Exercise aim: Using the records below, filter for lines that contain the string "ColumnSetDiff" and copy them out.

Listed entries:
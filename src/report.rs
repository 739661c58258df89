//! Findings, the comparison report and the append-only report log

use crate::config::Checks;
use crate::diff::{ColumnSetDiff, ValueCountDiff};
use crate::error::Result;
use crate::output::ReportRenderer;
use crate::table::TableRef;
use anyhow::Context;
use serde::{Deserialize, Serialize};
use std::fs::File;
use std::io::{BufWriter, Write};
use std::path::{Path, PathBuf};

/// One comparison outcome, match or mismatch
#[derive(Debug, Clone, PartialEq, Eq, Serialize, Deserialize)]
#[serde(tag = "check", rename_all = "snake_case")]
pub enum Finding {
    RowCount {
        count_a: u64,
        count_b: u64,
    },
    ColumnSet {
        #[serde(flatten)]
        diff: ColumnSetDiff,
    },
    DistinctCount {
        column: String,
        count_a: u64,
        count_b: u64,
    },
    ValueCounts {
        column: String,
        #[serde(flatten)]
        diff: ValueCountDiff,
    },
    /// Too many distinct values on at least one side to materialize
    ValueCheckSkipped {
        column: String,
        limit: usize,
    },
}

/// Report sections in their fixed output order
#[derive(Debug, Clone, Copy, PartialEq, Eq, PartialOrd, Ord)]
pub enum Section {
    RowCount,
    Columns,
    DistinctCounts,
    Values,
}

impl Finding {
    pub fn section(&self) -> Section {
        match self {
            Self::RowCount { .. } => Section::RowCount,
            Self::ColumnSet { .. } => Section::Columns,
            Self::DistinctCount { .. } => Section::DistinctCounts,
            Self::ValueCounts { .. } | Self::ValueCheckSkipped { .. } => Section::Values,
        }
    }

    /// Whether this finding reports a difference between the tables.
    /// A skipped value check is a limitation, not a mismatch.
    pub fn is_mismatch(&self) -> bool {
        match self {
            Self::RowCount { count_a, count_b } => count_a != count_b,
            Self::ColumnSet { diff } => diff.has_differences(),
            Self::DistinctCount {
                count_a, count_b, ..
            } => count_a != count_b,
            Self::ValueCounts { diff, .. } => diff.has_differences(),
            Self::ValueCheckSkipped { .. } => false,
        }
    }
}

/// Everything one run found, in discovery order
#[derive(Debug, Clone, PartialEq, Eq, Serialize, Deserialize)]
pub struct ComparisonReport {
    pub table_a: TableRef,
    pub table_b: TableRef,
    pub checks: Checks,
    pub findings: Vec<Finding>,
}

impl ComparisonReport {
    pub fn mismatch_count(&self) -> usize {
        self.findings.iter().filter(|f| f.is_mismatch()).count()
    }

    pub fn has_mismatches(&self) -> bool {
        self.findings.iter().any(Finding::is_mismatch)
    }

    pub fn row_counts(&self) -> Option<(u64, u64)> {
        self.findings.iter().find_map(|f| match f {
            Finding::RowCount { count_a, count_b } => Some((*count_a, *count_b)),
            _ => None,
        })
    }

    pub fn column_set(&self) -> Option<&ColumnSetDiff> {
        self.findings.iter().find_map(|f| match f {
            Finding::ColumnSet { diff } => Some(diff),
            _ => None,
        })
    }

    pub fn value_diff(&self, column: &str) -> Option<&ValueCountDiff> {
        self.findings.iter().find_map(|f| match f {
            Finding::ValueCounts { column: c, diff } if c == column => Some(diff),
            _ => None,
        })
    }

    /// Columns that were value-compared or skipped, in order
    pub fn value_columns(&self) -> Vec<&str> {
        self.findings
            .iter()
            .filter_map(|f| match f {
                Finding::ValueCounts { column, .. } | Finding::ValueCheckSkipped { column, .. } => {
                    Some(column.as_str())
                }
                _ => None,
            })
            .collect()
    }
}

/// Receives findings as the comparator discovers them
pub trait FindingSink {
    fn record(&mut self, finding: &Finding) -> Result<()>;

    /// A per-column section is starting over `columns` common columns.
    /// Called for every enabled section, even with no columns to check.
    fn begin_section(&mut self, _section: Section, _columns: usize) -> Result<()> {
        Ok(())
    }
}

impl FindingSink for Vec<Finding> {
    fn record(&mut self, finding: &Finding) -> Result<()> {
        self.push(finding.clone());
        Ok(())
    }
}

/// Console and/or timestamped log file receiving rendered report lines
pub struct ReportLog {
    console: bool,
    file: Option<(PathBuf, BufWriter<File>)>,
    renderer: ReportRenderer,
}

impl ReportLog {
    /// Create the sink. With `log_dir` set, a new
    /// `compare_log_<timestamp>.txt` file is created inside it.
    pub fn create(table_a: &TableRef, table_b: &TableRef, console: bool, log_dir: Option<&Path>) -> Result<Self> {
        let file = match log_dir {
            Some(dir) => {
                std::fs::create_dir_all(dir)
                    .with_context(|| format!("Failed to create log directory {}", dir.display()))?;
                let path = dir.join(log_file_name(chrono::Local::now()));
                let file = File::create(&path)
                    .with_context(|| format!("Failed to create log file {}", path.display()))?;
                log::debug!("Writing report to {}", path.display());
                Some((path, BufWriter::new(file)))
            }
            None => None,
        };

        Ok(Self {
            console,
            file,
            renderer: ReportRenderer::new(table_a, table_b),
        })
    }

    pub fn log_path(&self) -> Option<&Path> {
        self.file.as_ref().map(|(path, _)| path.as_path())
    }

    /// Write the opening banner
    pub fn banner(&mut self) -> Result<()> {
        let lines = self.renderer.banner();
        self.write_lines(&lines)
    }

    /// Write section summaries and the closing line, then flush
    pub fn finish(mut self) -> Result<Option<PathBuf>> {
        let mut lines = self.renderer.finish();
        if let Some(path) = self.log_path() {
            lines.push(format!("📝 Log saved to {}", path.display()));
        }
        self.write_lines(&lines)?;

        match self.file.take() {
            Some((path, mut writer)) => {
                writer.flush()?;
                Ok(Some(path))
            }
            None => Ok(None),
        }
    }

    fn write_lines(&mut self, lines: &[String]) -> Result<()> {
        for line in lines {
            if self.console {
                println!("{}", line);
            }
            if let Some((_, writer)) = self.file.as_mut() {
                writeln!(writer, "{}", line)?;
            }
        }
        Ok(())
    }
}

impl FindingSink for ReportLog {
    fn record(&mut self, finding: &Finding) -> Result<()> {
        let lines = self.renderer.render(finding);
        self.write_lines(&lines)
    }

    fn begin_section(&mut self, section: Section, columns: usize) -> Result<()> {
        let lines = self.renderer.begin_section(section, columns);
        self.write_lines(&lines)
    }
}

/// `compare_log_YYYY-MM-DD_HH-MM-SS.txt`
pub fn log_file_name<Tz: chrono::TimeZone>(at: chrono::DateTime<Tz>) -> String
where
    Tz::Offset: std::fmt::Display,
{
    format!("compare_log_{}.txt", at.format("%Y-%m-%d_%H-%M-%S"))
}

Your response:
use crate::diff::{ColumnSetDiff, ValueCountDiff};
        diff: ColumnSetDiff,
    pub fn column_set(&self) -> Option<&ColumnSetDiff> {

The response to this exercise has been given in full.